***** Data listing
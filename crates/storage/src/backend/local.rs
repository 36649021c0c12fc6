//! Local filesystem storage backend.
//!
//! Files live under a configured root directory (the organizer's working
//! directory) and are accessed with `tokio::fs` for async I/O.

use crate::backend::{Entry, EntryStream, Walk};
use crate::error::ErrorKind;
use crate::{FileInfo, StorageBackend, error::Result, path::validate as validate_path};
use async_stream::stream;
use async_trait::async_trait;
use exn::ResultExt;
use std::fs::Metadata;
use std::path::{Path, PathBuf};
use tokio::fs::{self, DirEntry};

enum WalkEntry {
    File(FileInfo),
    Descend(PathBuf, PathBuf),
    Skip,
}

/// Local filesystem storage backend.
///
/// All paths are relative to the configured root directory.
///
/// # Examples
///
/// ```no_run
/// use datum_storage::backend::LocalBackend;
///
/// # fn example() -> Result<(), Box<dyn std::error::Error>> {
/// let backend = LocalBackend::new("photos", "/srv/photos")?;
/// # Ok(())
/// # }
/// ```
#[derive(Clone)]
pub struct LocalBackend {
    name: String,
    root: PathBuf,
}
impl LocalBackend {
    /// Create a new local filesystem backend.
    ///
    /// # Errors
    ///
    /// Returns [`InvalidPath`](ErrorKind::InvalidPath) if `root` is not
    /// absolute or is not a directory, and
    /// [`NotFound`](ErrorKind::NotFound) if it does not exist. Unlike an
    /// output library, the working directory is never created on demand: a
    /// typo in the path must not silently produce an empty run.
    pub fn new(name: impl Into<String>, root: impl AsRef<Path>) -> Result<Self> {
        let root = root.as_ref().to_path_buf();
        if !root.is_absolute() {
            exn::bail!(ErrorKind::InvalidPath(root));
        }
        // Non-async on purpose; it happens once at startup.
        let metadata = std::fs::metadata(&root).map_err(|e| Self::map_io_error(e, &root))?;
        if !metadata.is_dir() {
            exn::bail!(ErrorKind::InvalidPath(root));
        }
        Ok(Self { name: name.into(), root })
    }

    /// Absolute path of the working directory.
    pub fn root(&self) -> &Path {
        &self.root
    }

    /// Get the absolute path for a relative storage path.
    fn absolute_path(&self, path: impl AsRef<Path>) -> Result<PathBuf> {
        let validated = validate_path(path.as_ref())?;
        Ok(self.root.join(validated))
    }

    /// Convert an absolute path back to a relative storage path.
    fn relative_path(&self, absolute: impl AsRef<Path>) -> Result<PathBuf> {
        let absolute = absolute.as_ref();
        if !absolute.is_absolute() {
            exn::bail!(ErrorKind::BackendError(format!(
                "attempting to get relative path of non-absolute path `{:?}`",
                absolute
            )))
        }
        let relative = absolute.strip_prefix(&self.root).or_raise(|| {
            ErrorKind::BackendError(format!("path `{:?}` is not within root `{:?}`", absolute, self.root))
        })?;
        Ok(validate_path(relative)?)
    }

    fn metadata(path: &Path, metadata: Metadata) -> Result<FileInfo> {
        let modified = metadata.modified().map_err(ErrorKind::Io)?;
        Ok(FileInfo::new(path, metadata.len(), modified))
    }

    fn map_io_error(e: std::io::Error, path: &Path) -> ErrorKind {
        match e.kind() {
            std::io::ErrorKind::NotFound => ErrorKind::NotFound(path.to_path_buf()),
            std::io::ErrorKind::PermissionDenied => ErrorKind::PermissionDenied(path.to_path_buf()),
            std::io::ErrorKind::AlreadyExists => ErrorKind::AlreadyExists(path.to_path_buf()),
            _ => ErrorKind::Io(e),
        }
    }

    /// Classifies one directory entry. Pulled out of the stream loop so that
    /// `?` works.
    async fn process_entry(&self, entry: DirEntry, walk: &Walk) -> Result<WalkEntry> {
        let path = entry.path();
        // `DirEntry::metadata` does not follow symlinks.
        let metadata = entry.metadata().await.map_err(|e| Self::map_io_error(e, &path))?;
        let relative = self.relative_path(&path)?;
        if metadata.is_dir() {
            return Ok(match walk.descends_into(&entry.file_name()) {
                true => WalkEntry::Descend(path, relative),
                false => WalkEntry::Skip,
            });
        }
        if metadata.is_file() {
            return Ok(WalkEntry::File(Self::metadata(&relative, metadata)?));
        }
        // Symlinks, sockets, devices: not ours to organize.
        Ok(WalkEntry::Skip)
    }
}

#[async_trait]
impl StorageBackend for LocalBackend {
    fn name(&self) -> &str {
        &self.name
    }

    fn walk<'a>(&'a self, walk: &'a Walk) -> EntryStream<'a> {
        let start = match walk.start().map(|p| self.absolute_path(p)).transpose() {
            Ok(start) => start.unwrap_or_else(|| self.root.clone()),
            Err(e) => return Box::pin(futures::stream::once(async { Result::Err(e) })),
        };
        let start_relative = walk.start().map(Path::to_path_buf).unwrap_or_default();

        Box::pin(stream! {
            let mut stack = vec![start.clone()];
            'dirs: while let Some(current) = stack.pop() {
                let mut entries = match fs::read_dir(&current).await {
                    Ok(entries) => entries,
                    Err(err) if current == start => {
                        yield Err(exn::Exn::from(Self::map_io_error(err, &start_relative)));
                        return;
                    },
                    // Vanished between being listed and being read.
                    Err(err) if err.kind() == std::io::ErrorKind::NotFound => continue 'dirs,
                    Err(err) => {
                        yield Err(exn::Exn::from(Self::map_io_error(err, &current)));
                        continue 'dirs;
                    },
                };

                'entries: loop {
                    let entry = match entries.next_entry().await {
                        Ok(Some(entry)) => entry,
                        Ok(None) => break 'entries,
                        Err(e) => {
                            yield Err(exn::Exn::from(Self::map_io_error(e, &current)));
                            continue 'entries;
                        },
                    };
                    match self.process_entry(entry, walk).await {
                        Ok(WalkEntry::File(f)) => yield Ok(Entry::File(f)),
                        Ok(WalkEntry::Descend(absolute, relative)) => {
                            stack.push(absolute);
                            yield Ok(Entry::Directory(relative));
                        },
                        Ok(WalkEntry::Skip) => {},
                        Err(e) => yield Err(e),
                    };
                }
            }
        })
    }

    async fn exists(&self, path: &Path) -> Result<bool> {
        let abs_path = self.absolute_path(path)?;
        Ok(fs::try_exists(&abs_path).await.map_err(ErrorKind::Io)?)
    }

    async fn is_dir(&self, path: &Path) -> Result<bool> {
        let abs_path = self.absolute_path(path)?;
        match fs::metadata(&abs_path).await {
            Ok(metadata) => Ok(metadata.is_dir()),
            Err(e) if e.kind() == std::io::ErrorKind::NotFound => Ok(false),
            Err(e) => Err(exn::Exn::from(Self::map_io_error(e, path))),
        }
    }

    async fn read(&self, path: &Path) -> Result<Vec<u8>> {
        let abs_path = self.absolute_path(path)?;
        Ok(fs::read(&abs_path).await.map_err(|e| Self::map_io_error(e, path))?)
    }

    async fn delete(&self, path: &Path) -> Result<()> {
        let abs_path = self.absolute_path(path)?;
        Ok(fs::remove_file(&abs_path).await.map_err(|e| Self::map_io_error(e, path))?)
    }

    async fn rename(&self, from: &Path, to: &Path) -> Result<()> {
        let from_path = self.absolute_path(from)?;
        let to_path = self.absolute_path(to)?;
        // `create_dir_all` succeeds when the directory already exists, which
        // is what makes concurrent moves into a fresh directory safe.
        if let Some(parent) = to_path.parent() {
            fs::create_dir_all(parent).await.map_err(|e| Self::map_io_error(e, to))?;
        }
        Ok(fs::rename(&from_path, &to_path).await.map_err(|e| Self::map_io_error(e, from))?)
    }

    async fn stat(&self, path: &Path) -> Result<FileInfo> {
        let abs_path = self.absolute_path(path)?;
        let metadata = fs::metadata(&abs_path).await.map_err(|e| Self::map_io_error(e, path))?;
        Self::metadata(path, metadata)
    }

    async fn remove_dir(&self, path: &Path) -> Result<bool> {
        let abs_path = self.absolute_path(path)?;
        match fs::remove_dir(&abs_path).await {
            Ok(()) => Ok(true),
            Err(e) if e.kind() == std::io::ErrorKind::DirectoryNotEmpty => Ok(false),
            Err(e) => Err(exn::Exn::from(Self::map_io_error(e, path))),
        }
    }
}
**********
About this exercise —
The stretch of entries above that starts with the line containing "fn name(&self) ->" and goes on through the line containing "let mut entries" is to be transcribed exactly, and no other line is to be transcribed.

Solution for this task —
    fn name(&self) -> &str {
        &self.name
    }

    fn walk<'a>(&'a self, walk: &'a Walk) -> EntryStream<'a> {
        let start = match walk.start().map(|p| self.absolute_path(p)).transpose() {
            Ok(start) => start.unwrap_or_else(|| self.root.clone()),
            Err(e) => return Box::pin(futures::stream::once(async { Result::Err(e) })),
        };
        let start_relative = walk.start().map(Path::to_path_buf).unwrap_or_default();

        Box::pin(stream! {
            let mut stack = vec![start.clone()];
            'dirs: while let Some(current) = stack.pop() {
                let mut entries = match fs::read_dir(&current).await {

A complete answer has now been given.